BEGIN Available data

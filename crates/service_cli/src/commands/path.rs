//! Path command implementation
//!
//! Samples a single trajectory. Short walks also report the lattice of
//! reachable levels the path was drawn on.

use serde::Serialize;
use std::io::Write;
use tracing::info;
use trinomial_engine::analysis::LatticeGrid;
use trinomial_engine::mc::PathSampler;

use super::{emit, fmt_percentages, write_table};
use crate::config::CliConfig;
use crate::Result;

#[derive(Debug, Serialize)]
struct PathReport {
    seed: u64,
    steps: usize,
    path: Vec<f64>,
    terminal: f64,
    highest: f64,
    lowest: f64,
    lattice_nodes: Option<usize>,
}

/// Run the path command
pub fn run<W: Write>(config: &CliConfig, out: &mut W) -> Result<()> {
    config.validate()?;
    let walk = &config.walk;
    let probs = walk.probabilities()?;

    let mut sampler = walk.seed.map_or_else(PathSampler::new, PathSampler::from_seed);
    let path = sampler.sample_single_path(walk.steps, &probs)?;
    let lattice = LatticeGrid::new(walk.steps);

    let terminal = path.last().copied().unwrap_or(0.0);
    let highest = path.iter().copied().fold(f64::NEG_INFINITY, f64::max);
    let lowest = path.iter().copied().fold(f64::INFINITY, f64::min);

    info!(seed = sampler.seed(), steps = walk.steps, terminal, "sampled path");

    let report = PathReport {
        seed: sampler.seed(),
        steps: walk.steps,
        path,
        terminal,
        highest,
        lowest,
        lattice_nodes: lattice.map(|grid| grid.node_count()),
    };

    emit(out, config.format, &report, |out| {
        let lattice = match report.lattice_nodes {
            Some(nodes) => format!("{} nodes", nodes),
            None => "not drawn".to_string(),
        };
        write_table(
            out,
            "Single trajectory",
            &[
                ("Seed", report.seed.to_string()),
                ("Steps", report.steps.to_string()),
                ("Up / Neutral / Down", fmt_percentages(walk.up, walk.neutral, walk.down())),
                ("Final position", format!("{}", report.terminal)),
                ("Highest level", format!("{}", report.highest)),
                ("Lowest level", format!("{}", report.lowest)),
                ("Lattice", lattice),
            ],
        )?;

        let positions: Vec<String> = report.path.iter().map(|x| format!("{}", x)).collect();
        writeln!(out, "Path: {}", positions.join(" "))?;
        Ok(())
    })
}
//! Reachable-level lattice behind a single path.
//!
//! After `i` steps a walk can only sit on levels `-i..=i`. For short walks
//! the full grid of reachable nodes is drawn under the path; longer walks
//! make the grid too dense to be useful.

use std::ops::RangeInclusive;

/// Largest step count for which a lattice is produced.
pub const LATTICE_MAX_STEPS: usize = 40;

/// The triangular grid of reachable `(step, level)` nodes.
#[derive(Clone, Copy, Debug, PartialEq, Eq)]
#[cfg_attr(feature = "serde", derive(serde::Serialize))]
pub struct LatticeGrid {
    n_steps: usize,
}

impl LatticeGrid {
    /// Lattice for `n_steps` steps, or `None` above [`LATTICE_MAX_STEPS`].
    pub fn new(n_steps: usize) -> Option<Self> {
        (n_steps <= LATTICE_MAX_STEPS).then_some(Self { n_steps })
    }

    /// Number of steps covered.
    #[inline]
    pub fn n_steps(&self) -> usize {
        self.n_steps
    }

    /// Levels reachable after `step` steps, or an empty range past the end.
    pub fn levels_at(&self, step: usize) -> RangeInclusive<i64> {
        if step > self.n_steps {
            return RangeInclusive::new(1, 0);
        }
        let i = step as i64;
        -i..=i
    }

    /// Every node as `(step, level)`, step-major.
    pub fn nodes(&self) -> impl Iterator<Item = (usize, i64)> + '_ {
        (0..=self.n_steps).flat_map(move |step| self.levels_at(step).map(move |level| (step, level)))
    }

    /// Total node count, `(n_steps + 1)²`.
    #[inline]
    pub fn node_count(&self) -> usize {
        (self.n_steps + 1) * (self.n_steps + 1)
    }

    /// Returns `true` if every position of `path` lies on the lattice.
    pub fn contains_path(&self, path: &[f64]) -> bool {
        path.len() <= self.n_steps + 1
            && path.iter().enumerate().all(|(step, &x)| {
                x.fract() == 0.0 && self.levels_at(step).contains(&(x as i64))
            })
    }
}
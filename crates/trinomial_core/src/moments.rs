//! Closed-form moments of the trinomial walk.
//!
//! Steps are independent and identically distributed, so the terminal
//! position after `n` steps has
//!
//! ```text
//! mu_total    = n · mu_step
//! sigma_total = sqrt(n · var_step)
//! ```
//!
//! where, for a single step,
//!
//! ```text
//! mu_step  = (+1)·p_up + 0·p_neutral + (-1)·p_down
//! var_step = p_up·(1 - mu_step)² + p_neutral·(0 - mu_step)² + p_down·(-1 - mu_step)²
//! ```
//!
//! Nothing here samples; identical inputs always give identical outputs.

use crate::distributions::normal_pdf;
use crate::types::{ProbabilityTriple, Result, StepOutcome, WalkError};

/// Mean of a single step.
#[inline]
pub fn step_mean(probs: &ProbabilityTriple) -> f64 {
    StepOutcome::ALL
        .iter()
        .map(|&outcome| outcome.increment_f64() * probs.probability(outcome))
        .sum()
}

/// Variance of a single step, clamped to be non-negative.
#[inline]
pub fn step_variance(probs: &ProbabilityTriple) -> f64 {
    let mu = step_mean(probs);
    let var: f64 = StepOutcome::ALL
        .iter()
        .map(|&outcome| {
            let deviation = outcome.increment_f64() - mu;
            probs.probability(outcome) * deviation * deviation
        })
        .sum();
    var.max(0.0)
}

/// Fourth central moment of a single step.
#[inline]
pub fn step_fourth_moment(probs: &ProbabilityTriple) -> f64 {
    let mu = step_mean(probs);
    StepOutcome::ALL
        .iter()
        .map(|&outcome| probs.probability(outcome) * (outcome.increment_f64() - mu).powi(4))
        .sum()
}

/// Theoretical mean and standard deviation of the terminal position.
///
/// # Examples
///
/// ```rust
/// use trinomial_core::moments::TheoreticalStats;
/// use trinomial_core::types::ProbabilityTriple;
///
/// let stats = TheoreticalStats::from_triple(&ProbabilityTriple::uniform(), 30);
/// assert!(stats.mu_total().abs() < 1e-12);
/// assert!((stats.sigma_total() - 20.0_f64.sqrt()).abs() < 1e-12);
/// ```
#[derive(Clone, Copy, Debug, PartialEq)]
#[cfg_attr(feature = "serde", derive(serde::Serialize, serde::Deserialize))]
pub struct TheoreticalStats {
    n_steps: usize,
    mu_step: f64,
    var_step: f64,
    mu_total: f64,
    sigma_total: f64,
    m4_total: f64,
}

impl TheoreticalStats {
    /// Derives the terminal moments for `n_steps` steps.
    ///
    /// `n_steps = 0` describes a walk that never leaves the origin and
    /// yields `(0, 0)`.
    pub fn from_triple(probs: &ProbabilityTriple, n_steps: usize) -> Self {
        let mu_step = step_mean(probs);
        let var_step = step_variance(probs);
        let n = n_steps as f64;

        // Fourth central moment of a sum of n i.i.d. steps
        let m4_total = n * step_fourth_moment(probs)
            + 3.0 * n * (n - 1.0).max(0.0) * var_step * var_step;

        Self {
            n_steps,
            mu_step,
            var_step,
            mu_total: n * mu_step,
            sigma_total: (n * var_step).max(0.0).sqrt(),
            m4_total,
        }
    }

    /// Number of steps the moments refer to.
    #[inline]
    pub fn n_steps(&self) -> usize {
        self.n_steps
    }

    /// Single-step mean.
    #[inline]
    pub fn mu_step(&self) -> f64 {
        self.mu_step
    }

    /// Single-step variance.
    #[inline]
    pub fn var_step(&self) -> f64 {
        self.var_step
    }

    /// Expected terminal position.
    #[inline]
    pub fn mu_total(&self) -> f64 {
        self.mu_total
    }

    /// Standard deviation of the terminal position. Always `>= 0`.
    #[inline]
    pub fn sigma_total(&self) -> f64 {
        self.sigma_total
    }

    /// Fourth central moment of the terminal position.
    #[inline]
    pub fn fourth_central_moment(&self) -> f64 {
        self.m4_total
    }

    /// `(mu_total, sigma_total)`.
    #[inline]
    pub fn as_pair(&self) -> (f64, f64) {
        (self.mu_total, self.sigma_total)
    }

    /// Returns `true` when the terminal position has no spread.
    #[inline]
    pub fn is_degenerate(&self) -> bool {
        self.sigma_total == 0.0
    }

    /// Standardises a terminal value.
    ///
    /// # Errors
    ///
    /// Returns [`WalkError::NumericDegeneracy`] when `sigma_total` is zero.
    pub fn z_score(&self, x: f64) -> Result<f64> {
        if self.is_degenerate() {
            return Err(WalkError::degenerate(format!(
                "cannot standardise {} against a zero sigma_total",
                x
            )));
        }
        Ok((x - self.mu_total) / self.sigma_total)
    }

    /// Normal approximation density at `x`, or `None` for a degenerate walk.
    #[inline]
    pub fn normal_density(&self, x: f64) -> Option<f64> {
        normal_pdf(x, self.mu_total, self.sigma_total)
    }

    /// Standard error of the empirical mean over `n_simulations` paths.
    #[inline]
    pub fn standard_error_of_mean(&self, n_simulations: usize) -> f64 {
        self.sigma_total / (n_simulations.max(1) as f64).sqrt()
    }

    /// Large-sample standard error of the empirical standard deviation over
    /// `n_simulations` paths.
    ///
    /// Delta method on the sample variance: `sqrt((m4 - sigma⁴) / (4 sigma² m))`.
    /// Zero for a degenerate walk.
    pub fn standard_error_of_std(&self, n_simulations: usize) -> f64 {
        if self.is_degenerate() {
            return 0.0;
        }
        let variance = self.sigma_total * self.sigma_total;
        let excess = (self.m4_total - variance * variance).max(0.0);
        (excess / (4.0 * variance * n_simulations.max(1) as f64)).sqrt()
    }
}

/// Theoretical terminal statistics for untyped inputs.
///
/// Validates the counts and probabilities the way a front end receives them
/// and returns `(mu_total, sigma_total)` wrapped in [`TheoreticalStats`].
///
/// # Errors
///
/// Returns [`WalkError::InvalidParameter`] if `n_steps <= 0` or `probs` is
/// not a valid probability triple.
///
/// # Examples
///
/// ```rust
/// use trinomial_core::theoretical_stats;
///
/// let stats = theoretical_stats(30, [1.0 / 3.0, 1.0 / 3.0, 1.0 / 3.0]).unwrap();
/// assert!((stats.sigma_total() - 4.472).abs() < 1e-3);
///
/// assert!(theoretical_stats(0, [1.0, 0.0, 0.0]).is_err());
/// ```
pub fn theoretical_stats(n_steps: i64, probs: [f64; 3]) -> Result<TheoreticalStats> {
    let n_steps = positive_count("n_steps", n_steps)?;
    let probs = ProbabilityTriple::try_from(probs)?;
    Ok(TheoreticalStats::from_triple(&probs, n_steps))
}

/// Converts a signed count into a strictly positive `usize`.
///
/// # Errors
///
/// Returns [`WalkError::InvalidParameter`] if `value <= 0` or it does not
/// fit in `usize`.
pub fn positive_count(name: &'static str, value: i64) -> Result<usize> {
    if value <= 0 {
        return Err(WalkError::invalid(
            name,
            format!("must be positive, got {}", value),
        ));
    }
    usize::try_from(value)
        .map_err(|_| WalkError::invalid(name, format!("{} does not fit in usize", value)))
}
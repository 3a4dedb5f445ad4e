//! Value types shared by every layer.
//!
//! This module provides:
//! - `probability`: The validated `(p_up, p_neutral, p_down)` triple and the
//!   three step outcomes it weights
//! - `error`: Structured error type for parameter validation and numeric
//!   degeneracy
//!
//! # Re-exports
//!
//! - [`ProbabilityTriple`], [`StepOutcome`], [`PROBABILITY_TOLERANCE`] from `probability`
//! - [`WalkError`], [`Result`] from `error`

pub mod error;
pub mod probability;

pub use error::{Result, WalkError};
pub use probability::{ProbabilityTriple, StepOutcome, PROBABILITY_TOLERANCE};
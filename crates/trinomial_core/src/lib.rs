//! # trinomial_core: Probability Model for the Trinomial Random Walk
//!
//! ## Layer 1 (Foundation) Role
//!
//! trinomial_core is the bottom layer of the workspace, providing:
//! - The validated step probability model (`types::probability`)
//! - Error types: `WalkError` (`types::error`)
//! - Closed-form moments of the terminal distribution (`moments`)
//! - Normal density helpers for theoretical overlays (`distributions`)
//!
//! ## Zero Dependency Principle
//!
//! Layer 1 has no dependencies on other trinomial_* crates and no sampling
//! code. Everything here is a pure function of its inputs:
//! - thiserror: Error derivation
//! - serde: Serialisation support (optional)
//!
//! ## Usage Examples
//!
//! ```rust
//! use trinomial_core::moments::TheoreticalStats;
//! use trinomial_core::types::ProbabilityTriple;
//!
//! let probs = ProbabilityTriple::new(0.5, 0.3, 0.2).unwrap();
//! let stats = TheoreticalStats::from_triple(&probs, 100);
//!
//! assert!((stats.mu_total() - 30.0).abs() < 1e-12);
//! assert!(stats.sigma_total() > 0.0);
//! ```
//!
//! ## Feature Flags
//!
//! - `serde`: Enable serialisation for `ProbabilityTriple`, `StepOutcome` and
//!   `TheoreticalStats`

#![deny(missing_docs)]
#![deny(rustdoc::broken_intra_doc_links)]
#![deny(rustdoc::private_intra_doc_links)]

pub mod distributions;
pub mod moments;
pub mod types;

pub use moments::{theoretical_stats, TheoreticalStats};
pub use types::{ProbabilityTriple, StepOutcome, WalkError, PROBABILITY_TOLERANCE};
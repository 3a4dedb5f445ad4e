//! Error types for the trinomial CLI.

use thiserror::Error;
use trinomial_core::WalkError;

use crate::config::ConfigError;

/// CLI error type
#[derive(Debug, Error)]
pub enum CliError {
    /// Configuration error
    #[error("Configuration error: {0}")]
    Config(#[from] ConfigError),

    /// Walk model or sampling error
    #[error("Simulation error: {0}")]
    Walk(#[from] WalkError),

    /// Output serialisation error
    #[error("Serialisation error: {0}")]
    Json(#[from] serde_json::Error),

    /// IO error
    #[error("IO error: {0}")]
    Io(#[from] std::io::Error),
}

/// Result type for CLI operations
pub type Result<T> = std::result::Result<T, CliError>;
//! Monte Carlo path sampling for the trinomial walk.
//!
//! # Architecture
//!
//! ```text
//! PathSampler
//! ├── SimulationConfig  (grid size and seed)
//! ├── PathWorkspace     (reusable uniform buffer)
//! ├── WalkRng           (random number generation)
//! └── Orchestration
//!     ├── fill_uniform()          one batch for the whole grid
//!     ├── generate_walk_paths()   inverse CDF + running sum
//!     └── walk_single_path()      step-by-step single path
//! ```
//!
//! # Examples
//!
//! ```rust
//! use trinomial_engine::mc::{PathSampler, SimulationConfig};
//! use trinomial_core::ProbabilityTriple;
//!
//! let config = SimulationConfig::builder()
//!     .n_steps(100)
//!     .n_simulations(10_000)
//!     .seed(42)
//!     .build()
//!     .unwrap();
//!
//! let probs = ProbabilityTriple::from_percentages(33, 33).unwrap();
//! let mut sampler = PathSampler::from_config(&config);
//! let paths = sampler.sample_with_config(&config, &probs).unwrap();
//!
//! assert_eq!(paths.shape(), (10_000, 101));
//! ```

pub mod config;
pub mod matrix;
pub mod paths;
pub mod sampler;
pub mod workspace;

pub use config::{
    SimulationConfig, SimulationConfigBuilder, MAX_OUTCOMES, MAX_SIMULATIONS, MAX_STEPS,
};
pub use matrix::PathMatrix;
pub use paths::{generate_walk_paths, walk_single_path};
pub use sampler::{generate_paths, PathSampler};
pub use workspace::PathWorkspace;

END Available data

» Work instructions
List every line above containing the word "PathSampler".

» Solution
use trinomial_engine::mc::PathSampler;
    let mut sampler = walk.seed.map_or_else(PathSampler::new, PathSampler::from_seed);
//! PathSampler
//! use trinomial_engine::mc::{PathSampler, SimulationConfig};
//! let mut sampler = PathSampler::from_config(&config);
pub use sampler::{generate_paths, PathSampler};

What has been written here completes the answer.